外に出ると…うわっ寒い!!ホテルの辺りとは気温にずいぶんと差がある気がする。
少し震えながらぐるりと見渡すと見渡すと、近くに建物の灯りはなく暗い空が広がっている。
灯りと言えば駐車場の入り口にある自動販売機と駐車場の入り口と真ん中辺りにあるぼんやりとした灯りしかなく、駐車場の奥がどうなっているかは見えない。。
結構山の上のほうまで上ってきたように感じたが、ふと見ると山はまだまだ先までそびえ立っているのが見えた
山は所々に灯りを灯していたが、その影は降りた瞬間に暗いと思っていた夜空よりもさらに暗く、その滑らかな稜線をはっきり浮き上がらせていた。

「こっちに来て」

俺が山に見とれている間に少し先に行っていたはたけさんの後を追いかけていくと、ここは駐車場の奥が展望台になっていた。
展望台の端には俺の腰の高さくらいの柵があり、はるか下の遠くまで見渡すことが出来た。

「うわー凄い!!凄い凄い!!」

まだまだ山は上までそびえ立っているとは言っても、ずいぶんと高い位置まで来たらしく、遥か下の、遠くの方まで良く見渡せた。
そこには、無数の様々な大きさの灯りがずっとずっと遥か遠くまで見えてちかちかと瞬いて見えている。
本当に凄いとしか、綺麗としか、言いようが無かった。
…ひょっとしてはたけさんは、俺にこれを見せに連れて来てくれたのか!!何て思いながらお礼を言う。

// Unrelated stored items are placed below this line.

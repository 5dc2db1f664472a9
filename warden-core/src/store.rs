//! The `Store` contract: durable, transactional keyed access to
//! registries, entries, versions, packages, remotes, icons, and sync state.
//!
//! A trait plus row/param types, with one production backend
//! (`warden-store-redb`). Multi-statement transactions are common here
//! (entry + version + children, all atomic), so `Store` exposes `read`/
//! `write` closures that receive a transaction handle, the same "run this
//! unit of work inside one transaction" shape a connection-pooled SQL store
//! would offer.

use chrono::{DateTime, Utc};
use uuid::Uuid;

use crate::error::Result;
use crate::model::{
    Entry, EntryKind, EntryView, Icon, LatestPointer, Package, Registry, Remote, ServerVersion,
    SkillVersion, SyncStatus,
};

/// Filter/paging parameters shared by `list_entries` and `list_entry_versions`.
#[derive(Debug, Clone, Default)]
pub struct EntryCursor {
    pub name: String,
    pub version: String,
}

#[derive(Debug, Clone)]
pub struct ListEntriesParams {
    pub registry_id: Option<Uuid>,
    pub entry_type: EntryKind,
    pub search: Option<String>,
    pub after: Option<EntryCursor>,
    pub updated_since: Option<DateTime<Utc>>,
    pub version: Option<String>,
    /// Rows requested; callers pass `limit + 1` to detect a next page (spec §4.5).
    pub limit: usize,
}

#[derive(Debug, Clone)]
pub struct GetEntryVersionParams {
    pub registry_id: Uuid,
    pub name: String,
    pub version: String,
    pub entry_type: EntryKind,
}

#[derive(Debug, Clone, Copy, PartialEq, Eq)]
pub enum VersionsDirection {
    Next,
    Prev,
}

#[derive(Debug, Clone)]
pub struct ListEntryVersionsParams {
    pub registry_id: Uuid,
    pub name: String,
    pub entry_type: EntryKind,
    pub cursor: Option<(VersionsDirection, String)>,
    pub limit: usize,
}

/// Read-only operations, valid inside either a read-only or a write
/// transaction (a write transaction can always read its own writes).
pub trait ReadTx {
    fn get_registry_by_name(&self, name: &str) -> Result<Option<Registry>>;
    fn list_registries(&self, limit: usize) -> Result<Vec<Registry>>;

    fn list_entries(&self, params: &ListEntriesParams) -> Result<Vec<EntryView>>;
    fn get_entry_version(&self, params: &GetEntryVersionParams) -> Result<Option<EntryView>>;
    fn list_entry_versions(&self, params: &ListEntryVersionsParams) -> Result<Vec<EntryView>>;

    fn list_packages(&self, entry_ids: &[Uuid]) -> Result<Vec<Package>>;
    fn list_remotes(&self, entry_ids: &[Uuid]) -> Result<Vec<Remote>>;
    fn list_icons(&self, entry_ids: &[Uuid]) -> Result<Vec<Icon>>;

    fn get_latest_version(&self, registry_id: Uuid, name: &str) -> Result<Option<LatestPointer>>;

    /// Every `LatestPointer` row currently recorded for `registry_id`,
    /// including ones whose `entry_id` is already `None`. Used to find
    /// names that must be revisited after a bulk replace even though they
    /// carry no entry in the new payload (spec invariant: a pointer must
    /// never dangle).
    fn list_latest_pointers(&self, registry_id: Uuid) -> Result<Vec<LatestPointer>>;

    fn get_sync_status_by_name(&self, registry_name: &str) -> Result<Option<SyncStatus>>;
}

/// Mutating operations, only available inside a write (serializable)
/// transaction.
pub trait WriteTx: ReadTx {
    fn insert_api_registry(&mut self, registry: Registry) -> Result<()>;
    fn update_api_registry(&mut self, registry: Registry) -> Result<()>;
    fn delete_api_registry(&mut self, name: &str) -> Result<()>;

    fn insert_entry(&mut self, entry: Entry) -> Result<()>;
    fn insert_server_version(&mut self, version: ServerVersion) -> Result<()>;
    fn insert_skill_version(&mut self, version: SkillVersion) -> Result<()>;
    fn insert_package(&mut self, package: Package) -> Result<()>;
    fn insert_remote(&mut self, remote: Remote) -> Result<()>;
    fn insert_icon(&mut self, icon: Icon) -> Result<()>;

    /// Deletes one entry (and cascades to its children). Returns rows affected.
    fn delete_entry(&mut self, registry_id: Uuid, name: &str, version: &str) -> Result<u64>;

    /// Deletes every REMOTE/FILE-created entry in `registry_id` (used by the
    /// sync replace-all policy, spec §4.2). MANAGED entries are untouched.
    fn delete_synced_entries(&mut self, registry_id: Uuid) -> Result<u64>;

    fn upsert_latest_pointer(&mut self, pointer: LatestPointer) -> Result<()>;
    fn upsert_sync_status(&mut self, status: SyncStatus) -> Result<()>;
    fn bulk_initialize_sync_status(&mut self, statuses: Vec<SyncStatus>) -> Result<()>;
}

/// The top-level store handle. `S` is generic rather than `dyn` because the
/// closures `read`/`write` take are not object-safe (they're generic over
/// their return type); `Arc<dyn _>` is reserved for genuinely dynamic
/// fan-out, such as the per-call telemetry span.
#[async_trait::async_trait]
pub trait Store: Send + Sync + 'static {
    /// Runs `f` inside a read-only (snapshot / read-committed) transaction.
    async fn read<F, T>(&self, f: F) -> Result<T>
    where
        F: FnOnce(&dyn ReadTx) -> Result<T> + Send + 'static,
        T: Send + 'static;

    /// Runs `f` inside a serializable read-write transaction. Rolls back and
    /// surfaces `f`'s error if it returns `Err`; never persists partial state.
    async fn write<F, T>(&self, f: F) -> Result<T>
    where
        F: FnOnce(&mut dyn WriteTx) -> Result<T> + Send + 'static,
        T: Send + 'static;
}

「はたけさん!連れて来てくれてありがとうございます!!俺こんな景色初めて見ました!!・・・はたけさん?」

思わず興奮しながらはたけさんの方を見ると、彼は今まで見た事のないような真剣な顔で、真っ直ぐに俺を見つめていた。

いつも俺から視線を逸らしていたこの人とキチンと視線が合ったのは…。

・・・そうだ!!一番最初会った時に、俺が彼にドアをぶつけてしまった時以来じゃ無いだろうか?。

あの時は片目しか見えなかったけど今日はあの綺麗な深い青色の両目でしっかり俺の事を見ている。

思わずゴクリとつばを飲み込む。
駄目だ、この人の眼を見ちゃ駄目だ見ちゃ駄目だ!!
危険だ、見ちゃいけない!!目を合わせちゃいけない!!と警鐘が頭の中で鳴り響いてる。

でも真剣な彼の濃い青い瞳から眼を逸らす事が出来ない。

彼は俺の目を見つめながら大きく息を吸って

「俺はさ、俺にはさ・・・。」

と吐き出すように喋りだした……。